たとえば、11月11日放送のTBS系『中居正広の金曜日のスマイルたちへ』の視聴率は14.2%。前年同時期(2015年11月13日)が14.5%なので、数字はほとんど変わっておらず、SMAP解散の影響はまったくない。一方で、11月14日放送のSMAP看板番組といえるフジテレビ系『SMAP×SMAP』は6.4%。この番組、SMAPメンバーのジャニーズ脱退騒動以降、視聴率がどんどん低下していて、この日はワースト記録を更新してしまった。6%という数字は、通常のゴールデンタイムのバラエティ番組なら、即座に打ち切り決定の数字である。

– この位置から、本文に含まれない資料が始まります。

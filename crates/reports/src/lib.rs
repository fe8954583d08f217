//! The reporting layer: pure, synchronous transformations from the
//! raw transaction and budget lists into dashboard-ready summaries.
//!
//! Every function here is total: malformed or empty input yields empty
//! or zero results, never an error. Nothing is cached between calls;
//! each report is recomputed from scratch, which is cheap at
//! personal-ledger volumes.

pub mod models;
pub mod service;

pub use models::{BudgetComparison, CategoryData, MonthlyData, Totals};
pub use service::ReportService;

これは何を意味するかというと、たとえば、中居くんなど「SMAPの個々のメンバーを観たい」と思う視聴者はいても、「SMAPそのものを観たい」と思う人はあまりいない、ということだ。その意味でもSMAPはすでにバラバラ状態にあるといえるが、そのようなSMAPを無理矢理にでも紅白に出場させれば、それはそれで話題になるだろう。視聴者も「ついでだから観ておこうか」となるかもしれないが、有終の美として喜んだり、感慨深く見てくれたりする視聴者は、意外と少ないのかもしれない。NHKはまだスマップ出演の道を探っているという報道もあり、前代未聞の五元中継の噂も出ているようだが、そこまでする価値は残念ながらいまのSMAPにはないのではないか。そんなことよりも、嵐や初出場のKinKi Kidsの見せ場をどう作るかに腐心したほうがいい、と僕は思ってしまう。
なぜSMAPは
紅白に出場すべきだったのか?
というわけで、紅白でSMAPの最後のステージを見たいという国民はあまりいないと思うのだが、それでも僕はやはり、SMAPは紅白に出場すべきだったと思う。それは、かつては国民的アイドルといわれた人たちの「社会的責任」だからだ。

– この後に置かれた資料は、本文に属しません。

use crate::models::{CreateTransactionRequest, Transaction, TransactionKind};
use categories::models::{Category, CategoryKind, DEFAULT_COLOR};
use chrono::NaiveDate;
use database::{self, RepositoryError};
use sqlx::FromRow;

#[derive(FromRow)]
struct TransactionRecord {
    id: i64,
    amount: i64,
    description: String,
    date: NaiveDate,
    kind: TransactionKind,
    category_id: Option<i64>,
    category_name: Option<String>,
    category_color: Option<String>,
    category_icon: Option<String>,
    category_kind: Option<CategoryKind>,
}

impl From<TransactionRecord> for Transaction {
    fn from(record: TransactionRecord) -> Self {
        let category = match (record.category_id, record.category_name) {
            (Some(id), Some(name)) => Some(Category {
                id,
                name,
                color: record
                    .category_color
                    .unwrap_or_else(|| DEFAULT_COLOR.to_string()),
                icon: record.category_icon,
                kind: record.category_kind.unwrap_or(CategoryKind::Expense),
            }),
            _ => None,
        };

        Transaction {
            id: record.id,
            amount: record.amount,
            description: record.description,
            date: record.date,
            kind: record.kind,
            category_id: record.category_id,
            category,
        }
    }
}

const TRANSACTION_SELECT: &str = "\
    SELECT t.id, t.amount, t.description, t.date, t.kind, t.category_id, \
           c.name AS category_name, c.color AS category_color, \
           c.icon AS category_icon, c.kind AS category_kind \
    FROM transactions t \
    LEFT JOIN categories c ON c.id = t.category_id";

pub(crate) struct TransactionRepository<'a> {
    conn: &'a mut database::Connection,
}

impl<'a> TransactionRepository<'a> {
    pub fn new(conn: &'a mut database::Connection) -> Self {
        Self { conn }
    }

    pub async fn create(&mut self, req: &CreateTransactionRequest) -> Result<i64, RepositoryError> {
        let id: i64 = sqlx::query_scalar(
            "INSERT INTO transactions (amount, description, date, kind, category_id) VALUES ($1, $2, $3, $4, $5) RETURNING id",
        )
        .bind(req.amount())
        .bind(req.description())
        .bind(req.date())
        .bind(req.kind())
        .bind(req.category_id())
        .fetch_one(&mut *self.conn)
        .await?;

        Ok(id)
    }

    pub async fn update(
        &mut self,
        id: i64,
        req: &CreateTransactionRequest,
    ) -> Result<(), RepositoryError> {
        let result = sqlx::query(
            "UPDATE transactions SET amount = $1, description = $2, date = $3, kind = $4, category_id = $5 WHERE id = $6",
        )
        .bind(req.amount())
        .bind(req.description())
        .bind(req.date())
        .bind(req.kind())
        .bind(req.category_id())
        .bind(id)
        .execute(&mut *self.conn)
        .await?;

        if result.rows_affected() == 0 {
            return Err(RepositoryError::NotFound);
        }
        Ok(())
    }

    pub async fn find_by_id(&mut self, id: i64) -> Result<Option<Transaction>, RepositoryError> {
        let record =
            sqlx::query_as::<_, TransactionRecord>(&format!("{TRANSACTION_SELECT} WHERE t.id = $1"))
                .bind(id)
                .fetch_optional(&mut *self.conn)
                .await?;

        Ok(record.map(|r| r.into()))
    }

    /// Newest date first; ties broken by insertion order.
    pub async fn list_all(&mut self) -> Result<Vec<Transaction>, RepositoryError> {
        let records = sqlx::query_as::<_, TransactionRecord>(&format!(
            "{TRANSACTION_SELECT} ORDER BY t.date DESC, t.id DESC"
        ))
        .fetch_all(&mut *self.conn)
        .await?;

        Ok(records.into_iter().map(|r| r.into()).collect())
    }

    pub async fn delete(&mut self, id: i64) -> Result<(), RepositoryError> {
        let result = sqlx::query("DELETE FROM transactions WHERE id = $1")
            .bind(id)
            .execute(&mut *self.conn)
            .await?;

        if result.rows_affected() == 0 {
            return Err(RepositoryError::NotFound);
        }
        Ok(())
    }
}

紅白は、いまでも国民的番組だ。近年、視聴率低下がいわれていて、昨年は歴代最低視聴率を記録した。しかし、それでも39.2%(第二部)を記録している。第一部でも34.8%だ。二部に関していえば、ここ数年、40%台を取っている。通常のバラエティやドラマであれば、40%を取る番組はお化け番組だ。全盛期の木村拓哉主演ドラマでも30%程度である。